Raw data below:
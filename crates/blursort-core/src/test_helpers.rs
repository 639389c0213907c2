//! Fixture builders shared by the unit tests.

use std::io::Cursor;
use std::path::Path;

use exif::experimental::Writer;
use exif::{Field, In, Tag, Value};
use image::{ImageFormat, Rgb, RgbImage};

pub fn solid(width: u32, height: u32, color: [u8; 3]) -> RgbImage {
    RgbImage::from_pixel(width, height, Rgb(color))
}

/// Black and white squares of `cell` pixels: very high Laplacian variance.
pub fn checkerboard(width: u32, height: u32, cell: u32) -> RgbImage {
    RgbImage::from_fn(width, height, |x, y| {
        if (x / cell + y / cell) % 2 == 0 {
            Rgb([0, 0, 0])
        } else {
            Rgb([255, 255, 255])
        }
    })
}

/// First `left_columns` columns in `left`, the rest in `right`.
pub fn split(width: u32, height: u32, left_columns: u32, left: [u8; 3], right: [u8; 3]) -> RgbImage {
    RgbImage::from_fn(width, height, |x, _| {
        if x < left_columns {
            Rgb(left)
        } else {
            Rgb(right)
        }
    })
}

pub fn jpeg_bytes(image: &RgbImage) -> Vec<u8> {
    let mut buf = Vec::new();
    image
        .write_to(&mut Cursor::new(&mut buf), ImageFormat::Jpeg)
        .unwrap();
    buf
}

/// Insert an APP1 EXIF segment carrying `DateTimeOriginal = date` after SOI.
pub fn with_capture_date(jpeg: &[u8], date: &str) -> Vec<u8> {
    let field = Field {
        tag: Tag::DateTimeOriginal,
        ifd_num: In::PRIMARY,
        value: Value::Ascii(vec![date.as_bytes().to_vec()]),
    };
    let mut writer = Writer::new();
    writer.push_field(&field);
    let mut tiff = Cursor::new(Vec::new());
    writer.write(&mut tiff, false).unwrap();
    let tiff = tiff.into_inner();

    let len = u16::try_from(2 + 6 + tiff.len()).unwrap();
    let mut out = Vec::with_capacity(jpeg.len() + tiff.len() + 10);
    out.extend_from_slice(&jpeg[..2]);
    out.extend_from_slice(&[0xFF, 0xE1]);
    out.extend_from_slice(&len.to_be_bytes());
    out.extend_from_slice(b"Exif\0\0");
    out.extend_from_slice(&tiff);
    out.extend_from_slice(&jpeg[2..]);
    out
}

/// A sharp JPEG with an EXIF capture date.
pub fn jpeg_with_capture_date(date: &str) -> Vec<u8> {
    with_capture_date(&jpeg_bytes(&checkerboard(64, 64, 4)), date)
}

/// A featureless (blurry) JPEG with an EXIF capture date.
pub fn flat_jpeg_with_capture_date(date: &str) -> Vec<u8> {
    with_capture_date(&jpeg_bytes(&solid(64, 64, [90, 110, 90])), date)
}

pub fn write_checkerboard_jpeg(path: &Path) {
    std::fs::write(path, jpeg_bytes(&checkerboard(64, 64, 4))).unwrap();
}

pub fn write_flat_jpeg(path: &Path) {
    std::fs::write(path, jpeg_bytes(&solid(64, 64, [90, 110, 90]))).unwrap();
}
//! Sort photos dropped into a watched directory by capture time and focus.
//!
//! Every supported file ends up at
//! `<destination>/<YYYY-MM-DD>/<HH>/<sharp|blurry>/<filename>`.
//! Files already present are handled first ([`pipeline::process_existing`]),
//! then new arrivals as the watcher reports them ([`pipeline::watch_loop`]).

pub mod blur;
pub mod bouquet;
pub mod cancel;
pub mod date;
pub mod error;
pub mod imaging;
pub mod media;
pub mod pipeline;
pub mod placement;
pub mod watch;

#[cfg(test)]
pub(crate) mod test_helpers;

use std::fs::{self, File};
use std::io::BufReader;
use std::path::{Path, PathBuf};
use std::time::{Duration, Instant};

use anyhow::Context;
use serde::{Deserialize, Serialize};
use tracing::info;

pub use cancel::CancellationToken;
pub use error::SortError;
pub use pipeline::{process_file, FileOutcome, SortSummary};

fn default_grace_period_ms() -> u64 {
    1000
}

fn default_poll_interval_ms() -> u64 {
    5000
}

fn default_true() -> bool {
    true
}

/// Blur and bouquet detection thresholds.
#[derive(Debug, Clone, Copy, PartialEq, Serialize, Deserialize)]
#[serde(default)]
pub struct Thresholds {
    /// Laplacian variance below which an image is blurry
    pub laplacian: f64,
    /// Multiplier applied to `laplacian` for bouquet-like images
    pub bouquet_factor: f64,
    /// Flower-colour pixel ratio above which an image is bouquet-like
    pub bouquet_ratio: f64,
}

impl Default for Thresholds {
    fn default() -> Self {
        Self {
            laplacian: 100.0,
            bouquet_factor: 0.7,
            bouquet_ratio: 0.15,
        }
    }
}

#[derive(Debug, Clone, Serialize, Deserialize)]
pub struct SortOptions {
    /// Watched drop directory
    pub source: PathBuf,
    /// Root of the sorted tree
    pub destination: PathBuf,
    #[serde(default)]
    pub thresholds: Thresholds,
    /// Delay between a create notification and processing the file
    #[serde(default = "default_grace_period_ms")]
    pub grace_period_ms: u64,
    /// How long the live loop blocks before re-checking for an interrupt
    #[serde(default = "default_poll_interval_ms")]
    pub poll_interval_ms: u64,
    /// Process files already in `source` before watching
    #[serde(default = "default_true")]
    pub backfill: bool,
    /// Classification threads for the backfill, 0 = one per core
    #[serde(default)]
    pub jobs: usize,
}

impl SortOptions {
    pub fn new(source: PathBuf, destination: PathBuf) -> Self {
        Self {
            source,
            destination,
            thresholds: Thresholds::default(),
            grace_period_ms: default_grace_period_ms(),
            poll_interval_ms: default_poll_interval_ms(),
            backfill: true,
            jobs: 0,
        }
    }

    /// Load options from a JSON file.
    pub fn load(path: &Path) -> anyhow::Result<Self> {
        let file = File::open(path).with_context(|| format!("opening config {}", path.display()))?;
        let options = serde_json::from_reader(BufReader::new(file))
            .with_context(|| format!("parsing config {}", path.display()))?;
        Ok(options)
    }

    pub fn grace_period(&self) -> Duration {
        Duration::from_millis(self.grace_period_ms)
    }

    pub fn poll_interval(&self) -> Duration {
        Duration::from_millis(self.poll_interval_ms)
    }
}

/// Type alias for progress callback: (stage, current, total, message)
pub type ProgressCallback<'a> = dyn Fn(&str, u64, u64, &str) + Send + Sync + 'a;

/// Throttled progress reporter, emits at most every 200ms or on completion.
pub struct ThrottledProgress<'a> {
    inner: &'a ProgressCallback<'a>,
    last_emit: std::sync::Mutex<Instant>,
}

impl<'a> ThrottledProgress<'a> {
    pub fn new(inner: &'a ProgressCallback<'a>) -> Self {
        Self {
            inner,
            last_emit: std::sync::Mutex::new(Instant::now() - Duration::from_secs(1)),
        }
    }

    pub fn report(&self, stage: &str, current: u64, total: u64, message: &str) {
        let is_done = current + 1 >= total;
        if !is_done {
            let mut last = self.last_emit.lock().unwrap();
            if last.elapsed().as_millis() < 200 {
                return;
            }
            *last = Instant::now();
        }
        (self.inner)(stage, current, total, message);
    }
}

/// Whether [`run`] keeps watching after the backfill.
#[derive(Debug, Clone, Copy, PartialEq, Eq)]
pub enum RunMode {
    Watch,
    Once,
}

/// Backfill (if enabled), then watch `source` until `cancel` fires.
pub fn run(
    options: &SortOptions,
    mode: RunMode,
    cancel: &CancellationToken,
    progress_callback: &ProgressCallback<'_>,
) -> anyhow::Result<SortSummary> {
    info!("Starting image processing system");
    let options = normalize(options)?;

    // Start watching first so files arriving during the backfill are not missed.
    let watcher = match mode {
        RunMode::Watch => Some(
            watch::FsWatcher::watch(&options.source)
                .with_context(|| format!("watching {}", options.source.display()))?,
        ),
        RunMode::Once => None,
    };

    let mut summary = SortSummary::default();
    if options.backfill {
        let tp = ThrottledProgress::new(progress_callback);
        summary.merge(&pipeline::process_existing(&options, &tp, cancel));
    }

    if let Some(mut w) = watcher {
        summary.merge(&pipeline::watch_loop(&mut w, &options, cancel));
        w.stop();
    }

    Ok(summary)
}

/// Create the destination and make both roots absolute, so paths reported
/// by the walker and the watcher compare against them reliably.
fn normalize(options: &SortOptions) -> anyhow::Result<SortOptions> {
    fs::create_dir_all(&options.destination)
        .with_context(|| format!("creating {}", options.destination.display()))?;
    let mut normalized = options.clone();
    normalized.source = fs::canonicalize(&options.source)
        .with_context(|| format!("source directory {}", options.source.display()))?;
    normalized.destination = fs::canonicalize(&options.destination)?;
    Ok(normalized)
}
End of Raw data.
Task:
Beginning at the line above with "image is bouquet-like" and finishing at the line with "Watched drop directory", return each line exactly and return nothing else.

Solution to this task:
    /// Flower-colour pixel ratio above which an image is bouquet-like
    pub bouquet_ratio: f64,
}

impl Default for Thresholds {
    fn default() -> Self {
        Self {
            laplacian: 100.0,
            bouquet_factor: 0.7,
            bouquet_ratio: 0.15,
        }
    }
}

#[derive(Debug, Clone, Serialize, Deserialize)]
pub struct SortOptions {
    /// Watched drop directory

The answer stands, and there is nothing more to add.